A not very satisfying (from a computational point of view) answer is as follows: Let $\mathcal L=\mathcal L(\lambda,i,j,n)$ be the set of all Young tableaux contained in $\lambda$, with a total number of $n$ boxes and containing the box labelled $(i,j)$. Each element $\mu$ of $\mathcal L$ gives a contribution $\alpha(\mu)$ as follows: Since $n$ is a corner of $\mu$, standard tableaux with box $(i,j)$ labelled $n$ are easy to count (as you observed) by removing the box $(i,j)$ and counting standard tableaux of $\mu\setminus(i,j)$. The difference $\lambda\setminus \mu$ decomposes into two skew tableaux $\mu_1,\mu_2$ which have to be labelled suitably by $n+1,n+2,\dots$ in order to get a standard tableau of $\lambda$. This contributes a binomial factor times the product of the number standard tableaux of the skew tableaux $\mu_1,\mu_2$ (which can be counted by a result of Stanley (On the enumeration of skew Young tableaux, Advances in Applied Mathematics, Volume 30, Issues 1–2, February 2003, Pages 283–-294)). Your number $N_{ij}(n)$ is then given by $\sum_{\mu\in \mathcal L}\alpha(\mu)$.

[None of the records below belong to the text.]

use picframe::{
    app::{App, AppConfig, LogLevel},
    cli::RunOptions,
    config::Config,
};
use std::{
    env, fs,
    path::{Path, PathBuf},
    process::Command,
    sync::{Mutex, OnceLock},
    time::{Duration, SystemTime, UNIX_EPOCH},
};

static ENV_LOCK: OnceLock<Mutex<()>> = OnceLock::new();

fn temp_home() -> PathBuf {
    let mut dir = env::temp_dir();
    let stamp = SystemTime::now()
        .duration_since(UNIX_EPOCH)
        .expect("time went backwards")
        .as_micros();
    dir.push(format!("picframe_test_home_{stamp}"));
    dir
}

fn with_temp_home<F: FnOnce(&Path)>(f: F) {
    let _guard = ENV_LOCK
        .get_or_init(|| Mutex::new(()))
        .lock()
        .unwrap_or_else(|poisoned| poisoned.into_inner());
    let original_home = env::var_os("HOME");
    let home = temp_home();
    fs::create_dir_all(&home).expect("failed to create temp HOME");
    env::set_var("HOME", &home);
    f(&home);
    if let Some(val) = original_home {
        env::set_var("HOME", val);
    } else {
        env::remove_var("HOME");
    }
    let _ = fs::remove_dir_all(home);
}

fn write_config(home: &Path, contents: &str) {
    let cfg_dir = home.join(".picframe");
    fs::create_dir_all(&cfg_dir).expect("failed to create config dir");
    fs::write(cfg_dir.join("config.toml"), contents).expect("failed to write config");
}

fn quiet_options(home: &Path) -> RunOptions {
    RunOptions {
        log_file: Some(home.join("picframe.log")),
        ..RunOptions::default()
    }
}

#[test]
fn first_run_writes_default_config() {
    with_temp_home(|home| {
        let app = App::from_options(quiet_options(home)).expect("default config should load");
        let written = home.join(".picframe").join("config.toml");
        assert!(written.exists(), "config was not created at {}", written.display());
        let reloaded = Config::load_from_path(&written).unwrap();
        assert_eq!(reloaded, Config::default());
        assert_eq!(app.config().refresh_minute, 1);
    });
}

#[test]
fn cli_overrides_file_which_overrides_defaults() {
    with_temp_home(|home| {
        write_config(
            home,
            r#"
internal_base_url = "http://10.0.0.5:3000"
refresh_minute = 5
viewer_program = "fim"
        "#,
        );
        let cfg = Config::load_or_default().expect("config load failed");
        let merged = AppConfig::from_sources(cfg.clone(), RunOptions::default()).unwrap();
        assert_eq!(merged.refresh_minute, 5);
        assert_eq!(merged.display.viewer_program, "fim");
        assert_eq!(merged.probe.ping_host, "8.8.8.8");

        let opts = RunOptions {
            base_url: Some("http://10.0.0.9:3000".into()),
            refresh_minute: Some(10),
            ..RunOptions::default()
        };
        let merged = AppConfig::from_sources(cfg, opts).unwrap();
        assert_eq!(merged.refresh_minute, 10);
        assert_eq!(merged.probe.internal_base_url.to_string(), "http://10.0.0.9:3000");
        assert_eq!(merged.display.viewer_program, "fim");
    });
}

#[test]
fn invalid_config_file_is_a_startup_error() {
    with_temp_home(|home| {
        write_config(home, "refresh_minute = 61\n");
        let err = App::from_options(quiet_options(home))
            .err()
            .expect("expected invalid minute to be rejected");
        let msg = format!("{err}");
        assert!(msg.contains("config.toml"), "{msg}");
        assert!(msg.contains("refresh_minute"), "{msg}");
    });
}

#[test]
fn env_log_level_overrides_config() {
    with_temp_home(|home| {
        write_config(home, "log_level = \"warn\"\n");
        let original = env::var_os("PICFRAME_LOG_LEVEL");
        env::set_var("PICFRAME_LOG_LEVEL", "trace");
        let app = App::from_options(quiet_options(home));
        if let Some(val) = original {
            env::set_var("PICFRAME_LOG_LEVEL", val);
        } else {
            env::remove_var("PICFRAME_LOG_LEVEL");
        }
        let app = app.expect("config should load");
        assert_eq!(app.config().log_level, LogLevel::Warn);
        assert_eq!(app.logger().level(), LogLevel::Trace);
    });
}

#[test]
fn binary_prints_next_wake() {
    let dir = tempfile::tempdir().unwrap();
    let config = dir.path().join("config.toml");
    fs::write(
        &config,
        format!(
            "log_file = \"{}\"\nrefresh_minute = 30\n",
            dir.path().join("picframe.log").display()
        ),
    )
    .unwrap();

    let output = Command::new(env!("CARGO_BIN_EXE_picframe"))
        .arg("--config")
        .arg(&config)
        .arg("next-wake")
        .env("HOME", dir.path())
        .env_remove("PICFRAME_LOG_PATH")
        .output()
        .expect("failed to run picframe");
    assert!(output.status.success(), "{output:?}");
    let stdout = String::from_utf8_lossy(&output.stdout);
    let wait = humantime::parse_duration(stdout.trim()).expect("humantime duration on stdout");
    assert!(wait <= Duration::from_secs(3_600), "{stdout}");
}

#[test]
fn binary_exits_one_on_bad_input() {
    let dir = tempfile::tempdir().unwrap();
    let output = Command::new(env!("CARGO_BIN_EXE_picframe"))
        .args(["--refresh-minute", "99", "next-wake"])
        .env("HOME", dir.path())
        .output()
        .expect("failed to run picframe");
    assert_eq!(output.status.code(), Some(1));

    let config = dir.path().join("bad.toml");
    fs::write(&config, "internal_base_url = \"ftp://frames\"\n").unwrap();
    let output = Command::new(env!("CARGO_BIN_EXE_picframe"))
        .arg("--config")
        .arg(&config)
        .arg("next-wake")
        .env("HOME", dir.path())
        .output()
        .expect("failed to run picframe");
    assert_eq!(output.status.code(), Some(1));
    let stderr = String::from_utf8_lossy(&output.stderr);
    assert!(stderr.contains("error: config error"), "{stderr}");
}

#[test]
fn help_lists_core_flags() {
    let output = Command::new(env!("CARGO_BIN_EXE_picframe"))
        .arg("--help")
        .output()
        .expect("failed to run picframe");
    assert!(output.status.success());
    let help = String::from_utf8_lossy(&output.stdout);
    for flag in ["--base-url", "--image-dir", "--refresh-minute", "--skip-probe", "next-wake"] {
        assert!(help.contains(flag), "help output missing {flag}: {help}");
    }
}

The number of elements in $\mathcal L$ can be computed as follows: Remove the rectangular Young diagram defined by box $(i,j)$ from $\lambda$ leaving two ordinary Young diagrams $\lambda_1,\lambda_2$ at the right and below the rectangular tableau. The number of elements in $\mathcal L$ is then given by the number of pairs $(\mu_1,\mu_2)$ of tableaux containing a total number of $n-ij$ boxes with $\mu_1$ contained in $\lambda_1$ and $\mu_2$ contained in $\lambda_2$.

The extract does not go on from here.